Dr Bidrose was ultimately responsible for about 40 council business units, and grappled with issues - big and small - unable to be resolved on the way up the council's management hierarchy.

That meant a file on Citifleet was just as likely to land on her desk as an angry ratepayer's complaint about library fees.

It also meant early starts, 12-hour days and an endless stream of work emails, phone calls and papers to read at night and on weekends.

''I really try quite hard not to work too much on the weekends - apart from reading and emails and things ... but, you know, you get a bit addicted to your telephone. That can cause a bit of friction at home.''

She had also had to get used to waking up at 3am, worrying about big issues, although ''I don't do it as much as I thought I would''.

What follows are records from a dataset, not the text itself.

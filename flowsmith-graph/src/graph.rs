use std::collections::HashMap;
use std::sync::Arc;
use std::time::Instant;

use async_trait::async_trait;
use flowsmith_core::{FlowsmithError, GraphState, StateSchema, StateUpdate};

use crate::{ExecutionConfig, GraphError, Observer};

/// Reserved edge target that ends the run.
pub const END: &str = "__end__";

/// A step in the graph. `C` is the per-run context the caller owns and lends
/// to every node (session memory, handles, ...).
#[async_trait]
pub trait GraphNode<S: StateSchema, C: Send>: Send + Sync {
    async fn invoke_with_context(
        &self,
        state: GraphState<S>,
        ctx: &mut C,
    ) -> Result<StateUpdate<S>, FlowsmithError>;
}

/// Picks the next node from the state produced by the node it hangs off.
pub type Router<S> = Box<dyn Fn(&GraphState<S>) -> String + Send + Sync>;

enum Edge<S: StateSchema> {
    Static(String),
    Conditional(Router<S>),
}

pub struct GraphBuilder<S: StateSchema, C: Send> {
    nodes: HashMap<String, Box<dyn GraphNode<S, C>>>,
    edges: HashMap<String, Edge<S>>,
    entry: Option<String>,
    config: ExecutionConfig,
    observer: Option<Arc<dyn Observer>>,
}

impl<S: StateSchema, C: Send> Default for GraphBuilder<S, C> {
    fn default() -> Self {
        Self::new()
    }
}

impl<S: StateSchema, C: Send> GraphBuilder<S, C> {
    pub fn new() -> Self {
        Self {
            nodes: HashMap::new(),
            edges: HashMap::new(),
            entry: None,
            config: ExecutionConfig::default(),
            observer: None,
        }
    }

    pub fn add_node<N>(mut self, name: &str, node: N) -> Self
    where
        N: GraphNode<S, C> + 'static,
    {
        self.nodes.insert(name.to_string(), Box::new(node));
        self
    }

    pub fn set_entry(mut self, name: &str) -> Self {
        self.entry = Some(name.to_string());
        self
    }

    /// Adds an unconditional edge. A node has at most one outgoing edge; a
    /// later call replaces an earlier one.
    pub fn add_edge(mut self, from: &str, to: &str) -> Self {
        self.edges
            .insert(from.to_string(), Edge::Static(to.to_string()));
        self
    }

    pub fn add_conditional_edge<F>(mut self, from: &str, router: F) -> Self
    where
        F: Fn(&GraphState<S>) -> String + Send + Sync + 'static,
    {
        self.edges
            .insert(from.to_string(), Edge::Conditional(Box::new(router)));
        self
    }

    pub fn with_config(mut self, config: ExecutionConfig) -> Self {
        self.config = config;
        self
    }

    pub fn with_observer(mut self, observer: Arc<dyn Observer>) -> Self {
        self.observer = Some(observer);
        self
    }

    pub fn build(self) -> ExecutableGraph<S, C> {
        ExecutableGraph {
            nodes: self.nodes,
            edges: self.edges,
            entry: self.entry,
            config: self.config,
            observer: self.observer,
        }
    }
}

pub struct ExecutableGraph<S: StateSchema, C: Send> {
    nodes: HashMap<String, Box<dyn GraphNode<S, C>>>,
    edges: HashMap<String, Edge<S>>,
    entry: Option<String>,
    config: ExecutionConfig,
    observer: Option<Arc<dyn Observer>>,
}

impl<S: StateSchema, C: Send> ExecutableGraph<S, C> {
    pub fn node_names(&self) -> Vec<String> {
        let mut names: Vec<String> = self.nodes.keys().cloned().collect();
        names.sort();
        names
    }

    pub fn config(&self) -> &ExecutionConfig {
        &self.config
    }

    fn is_target(&self, name: &str) -> bool {
        name == END || self.nodes.contains_key(name)
    }

    /// Checks the wiring that can be checked without running: the entry
    /// exists and every static edge joins known nodes.
    pub fn validate(&self) -> Result<(), GraphError> {
        let entry = self.entry.as_ref().ok_or(GraphError::MissingEntry)?;
        if !self.nodes.contains_key(entry) {
            return Err(GraphError::MissingNode {
                node: entry.clone(),
            });
        }

        for (from, edge) in &self.edges {
            if !self.nodes.contains_key(from) {
                return Err(GraphError::MissingNode { node: from.clone() });
            }
            if let Edge::Static(to) = edge {
                if !self.is_target(to) {
                    return Err(GraphError::InvalidEdge {
                        from: from.clone(),
                        to: to.clone(),
                    });
                }
            }
        }
        Ok(())
    }

    /// Runs from the entry node until `END` or a node without an outgoing
    /// edge, folding every node's update into the state.
    pub async fn invoke_graph(
        &self,
        mut state: GraphState<S>,
        ctx: &mut C,
    ) -> Result<GraphState<S>, GraphError> {
        self.validate()?;
        let mut current = self.entry.clone().ok_or(GraphError::MissingEntry)?;
        let mut steps = 0usize;

        while current != END {
            if let Some(max) = self.config.max_steps {
                if steps >= max {
                    return Err(GraphError::MaxStepsExceeded {
                        max,
                        reached: steps,
                    });
                }
            }
            steps += 1;

            let node = self
                .nodes
                .get(&current)
                .ok_or_else(|| GraphError::MissingNode {
                    node: current.clone(),
                })?;

            tracing::debug!(node = %current, step = steps, "entering node");
            if let Some(observer) = &self.observer {
                observer.on_node_start(&current);
            }
            let started = Instant::now();

            let update = match node.invoke_with_context(state.clone(), ctx).await {
                Ok(update) => update,
                Err(err) => {
                    let error = GraphError::NodeFailed {
                        node: current.clone(),
                        source: Box::new(err),
                    };
                    tracing::debug!(node = %current, error = %error, "node failed");
                    if let Some(observer) = &self.observer {
                        observer.on_error(&current, &error);
                    }
                    return Err(error);
                }
            };
            state = state.apply(update);

            if let Some(observer) = &self.observer {
                observer.on_node_end(&current, started.elapsed().as_millis());
            }

            let next = match self.edges.get(&current) {
                Some(Edge::Static(to)) => to.clone(),
                Some(Edge::Conditional(router)) => {
                    let to = router(&state);
                    if !self.is_target(&to) {
                        return Err(GraphError::InvalidEdge { from: current, to });
                    }
                    to
                }
                None => break,
            };
            tracing::debug!(from = %current, to = %next, "transition");
            current = next;
        }

        Ok(state)
    }
}
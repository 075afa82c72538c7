//! Prompts sent to the text generator at each workflow step.

use std::collections::HashMap;

use flowsmith_core::{FlowsmithError, Value};
use flowsmith_prompt::PromptTemplate;

use crate::workflow::ParsedRequirements;

pub const DRAFT_TEMPLATE: &str = "\
User requirements parsed: {{parsed}}

Create a draft workflow and list of tools needed to build the agent.
Do not return JSON yet, just human-readable details.";

pub const UPDATE_TEMPLATE: &str = "\
Current draft workflow:
{{draft}}

User requested changes:
{{change_request}}

Update only the necessary parts of the workflow, don't rebuild everything.
Return the complete revised workflow.";

pub const FINALIZE_TEMPLATE: &str = "\
Convert the following agent workflow and tools into a clean JSON format.
Respond with a single JSON object and nothing else.

{{draft}}";

fn render(template: &str, vars: &[(&str, Value)]) -> Result<String, FlowsmithError> {
    let vars: HashMap<String, Value> = vars
        .iter()
        .map(|(key, value)| (key.to_string(), value.clone()))
        .collect();
    PromptTemplate::new(template).render(&vars)
}

pub fn draft_prompt(parsed: &ParsedRequirements) -> Result<String, FlowsmithError> {
    render(DRAFT_TEMPLATE, &[("parsed", serde_json::to_value(parsed)?)])
}

pub fn update_prompt(draft: &str, change_request: &str) -> Result<String, FlowsmithError> {
    render(
        UPDATE_TEMPLATE,
        &[
            ("draft", Value::from(draft)),
            ("change_request", Value::from(change_request)),
        ],
    )
}

pub fn finalize_prompt(draft: &str) -> Result<String, FlowsmithError> {
    render(FINALIZE_TEMPLATE, &[("draft", Value::from(draft))])
}
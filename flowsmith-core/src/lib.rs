mod error;
mod llm;
mod output_parsers;
mod retry;
mod runnable;
pub mod state;
mod value;

pub use error::FlowsmithError;
pub use llm::{LlmRequest, LlmResponse, Message, Role};
pub use output_parsers::{strip_code_fences, JsonOutputParser, StrOutputParser};
pub use retry::{is_retryable, Retrying, RunnableExt, DEFAULT_BACKOFF};
pub use runnable::Runnable;
pub use state::{GraphState, StateSchema, StateUpdate};
pub use value::{TryFromValue, Value};
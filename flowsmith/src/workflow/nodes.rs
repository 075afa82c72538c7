use std::sync::Arc;

use async_trait::async_trait;
use flowsmith_core::{FlowsmithError, GraphState, JsonOutputParser, StateUpdate};
use flowsmith_graph::GraphNode;
use flowsmith_llm::TextGenerator;
use flowsmith_memory::{MemoryKey, SessionMemory};
use serde_json::Value;

use crate::console::{Console, InputEvent};
use crate::prompts;
use super::state::{
    is_confirmation, is_exit, ParsedRequirements, WorkflowState, WorkflowUpdate, EXIT_TOKEN,
};

type NodeResult = Result<StateUpdate<WorkflowState>, FlowsmithError>;

pub const PRESENT_HEADER: &str = "\n📋 Proposed Workflow & Tools:";
pub const CONFIRM_PROMPT: &str = "\nDo you confirm this? (yes / specify changes): ";

/// Turns the raw requirements into `{goal: ...}`.
pub struct ParseNode;

#[async_trait]
impl GraphNode<WorkflowState, SessionMemory> for ParseNode {
    async fn invoke_with_context(
        &self,
        state: GraphState<WorkflowState>,
        memory: &mut SessionMemory,
    ) -> NodeResult {
        let requirements = state.data.requirements;
        let parsed = ParsedRequirements {
            goal: requirements.clone(),
        };

        memory.remember(MemoryKey::REQUIREMENTS, requirements);
        memory.remember(MemoryKey::PARSED, serde_json::to_value(&parsed)?);

        Ok(StateUpdate::new(WorkflowUpdate {
            parsed: Some(parsed),
            ..Default::default()
        }))
    }
}

/// Asks the generator for a first, human-readable draft.
pub struct DraftNode {
    generator: Arc<dyn TextGenerator>,
}

impl DraftNode {
    pub fn new(generator: Arc<dyn TextGenerator>) -> Self {
        Self { generator }
    }
}

#[async_trait]
impl GraphNode<WorkflowState, SessionMemory> for DraftNode {
    async fn invoke_with_context(
        &self,
        _state: GraphState<WorkflowState>,
        memory: &mut SessionMemory,
    ) -> NodeResult {
        let parsed: ParsedRequirements = memory.require(MemoryKey::PARSED)?;
        let draft: String = self.generator.invoke(prompts::draft_prompt(&parsed)?).await?;
        memory.remember(MemoryKey::DRAFT, draft.clone());

        Ok(StateUpdate::new(WorkflowUpdate {
            draft: Some(draft),
            ..Default::default()
        }))
    }
}

/// Shows the draft and waits for the user's verdict.
pub struct PresentNode {
    console: Arc<dyn Console>,
}

impl PresentNode {
    pub fn new(console: Arc<dyn Console>) -> Self {
        Self { console }
    }
}

#[async_trait]
impl GraphNode<WorkflowState, SessionMemory> for PresentNode {
    async fn invoke_with_context(
        &self,
        _state: GraphState<WorkflowState>,
        memory: &mut SessionMemory,
    ) -> NodeResult {
        let draft: String = memory.require(MemoryKey::DRAFT)?;
        self.console.print(PRESENT_HEADER);
        self.console.print(&draft);

        let feedback = match self.console.read_line(CONFIRM_PROMPT).await? {
            InputEvent::Line(line) => line,
            InputEvent::Eof => EXIT_TOKEN.to_string(),
        };

        Ok(StateUpdate::new(WorkflowUpdate {
            user_feedback: Some(feedback),
            ..Default::default()
        }))
    }
}

/// Classifies the feedback as confirmation, exit, or change request.
pub struct ConfirmNode;

#[async_trait]
impl GraphNode<WorkflowState, SessionMemory> for ConfirmNode {
    async fn invoke_with_context(
        &self,
        state: GraphState<WorkflowState>,
        memory: &mut SessionMemory,
    ) -> NodeResult {
        let feedback = state.data.user_feedback.unwrap_or_default();

        if is_confirmation(&feedback) {
            memory.remember(MemoryKey::CONFIRMED, true);
            return Ok(StateUpdate::new(WorkflowUpdate {
                confirmed: Some(true),
                ..Default::default()
            }));
        }

        memory.remember(MemoryKey::CONFIRMED, false);
        if is_exit(&feedback) {
            return Ok(StateUpdate::new(WorkflowUpdate {
                confirmed: Some(false),
                exit_requested: Some(true),
                ..Default::default()
            }));
        }

        memory.remember(MemoryKey::USER_FEEDBACK, feedback.clone());
        Ok(StateUpdate::new(WorkflowUpdate {
            confirmed: Some(false),
            user_feedback: Some(feedback),
            ..Default::default()
        }))
    }
}

/// Applies the pending change request to the current draft.
pub struct UpdateNode {
    generator: Arc<dyn TextGenerator>,
}

impl UpdateNode {
    pub fn new(generator: Arc<dyn TextGenerator>) -> Self {
        Self { generator }
    }
}

#[async_trait]
impl GraphNode<WorkflowState, SessionMemory> for UpdateNode {
    async fn invoke_with_context(
        &self,
        state: GraphState<WorkflowState>,
        memory: &mut SessionMemory,
    ) -> NodeResult {
        let draft: String = memory.require(MemoryKey::DRAFT)?;
        let change_request: String = memory.require(MemoryKey::USER_FEEDBACK)?;

        let revised: String = self
            .generator
            .invoke(prompts::update_prompt(&draft, &change_request)?)
            .await?;
        memory.remember(MemoryKey::DRAFT, revised.clone());

        Ok(StateUpdate::new(WorkflowUpdate {
            draft: Some(revised),
            revisions: Some(state.data.revisions + 1),
            ..Default::default()
        }))
    }
}

/// The artifact must be a JSON object or array with at least one entry.
fn check_artifact(value: Value, output: &str) -> Result<Value, FlowsmithError> {
    let has_content = match &value {
        Value::Object(map) => !map.is_empty(),
        Value::Array(items) => !items.is_empty(),
        _ => false,
    };
    if has_content {
        Ok(value)
    } else {
        Err(FlowsmithError::ParseFailed {
            output: output.to_string(),
            reason: "expected a non-empty JSON object or array".to_string(),
        })
    }
}

/// Converts the agreed draft into JSON, re-asking when the output does not
/// parse or is not a usable workflow document.
pub struct FinalizeNode {
    generator: Arc<dyn TextGenerator>,
    attempts: usize,
    parser: JsonOutputParser<Value>,
}

impl FinalizeNode {
    pub fn new(generator: Arc<dyn TextGenerator>, attempts: usize) -> Self {
        Self {
            generator,
            attempts: attempts.max(1),
            parser: JsonOutputParser::new(),
        }
    }
}

#[async_trait]
impl GraphNode<WorkflowState, SessionMemory> for FinalizeNode {
    async fn invoke_with_context(
        &self,
        _state: GraphState<WorkflowState>,
        memory: &mut SessionMemory,
    ) -> NodeResult {
        let draft: String = memory.require(MemoryKey::DRAFT)?;
        let prompt = prompts::finalize_prompt(&draft)?;

        let mut attempt = 1;
        let final_json = loop {
            let output: String = self.generator.invoke(prompt.clone()).await?;
            let parsed = self
                .parser
                .parse(&output)
                .and_then(|value| check_artifact(value, &output));
            match parsed {
                Ok(value) => break value,
                Err(err) if attempt < self.attempts => {
                    tracing::warn!(
                        attempt,
                        error = %err,
                        "finalize output is not a usable JSON document, regenerating"
                    );
                    attempt += 1;
                }
                Err(err) => return Err(err),
            }
        };

        memory.remember(MemoryKey::FINAL_JSON, final_json.clone());

        Ok(StateUpdate::new(WorkflowUpdate {
            final_json: Some(final_json),
            ..Default::default()
        }))
    }
}
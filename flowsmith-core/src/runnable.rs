use async_trait::async_trait;

use crate::FlowsmithError;

#[async_trait]
pub trait Runnable<Input: Send + 'static, Output: Send + 'static> {
    async fn invoke(&self, input: Input) -> Result<Output, FlowsmithError>;
}

#[async_trait]
impl<Input, Output, R> Runnable<Input, Output> for std::sync::Arc<R>
where
    Input: Send + 'static,
    Output: Send + 'static,
    R: Runnable<Input, Output> + Send + Sync + ?Sized,
{
    async fn invoke(&self, input: Input) -> Result<Output, FlowsmithError> {
        (**self).invoke(input).await
    }
}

''I know people are going to be negative and say negative things ... that stuff keeps me awake at night.''

Her downtime revolved around Lisa, her partner of 14 years, and their dogs, friends and a garden that demanded to be weeded.

It also revolved around Dr Bidrose's love of motorcycles, specifically her 2009 Triumph Bonneville, although riding had ''fallen by the wayside'' a bit in the past year.

She has ridden a motorcycle across northern India, and was considering a ride across Tunisia, although South Island roads beckoned first.

Those plans almost came to a screeching halt two years ago, when Dr Bidrose - then a DCC general manager - discovered a lump in her neck.

It was removed, initially diagnosed as a T-cell lymphoma, and a ''particularly unpleasant'' course of chemotherapy awaited.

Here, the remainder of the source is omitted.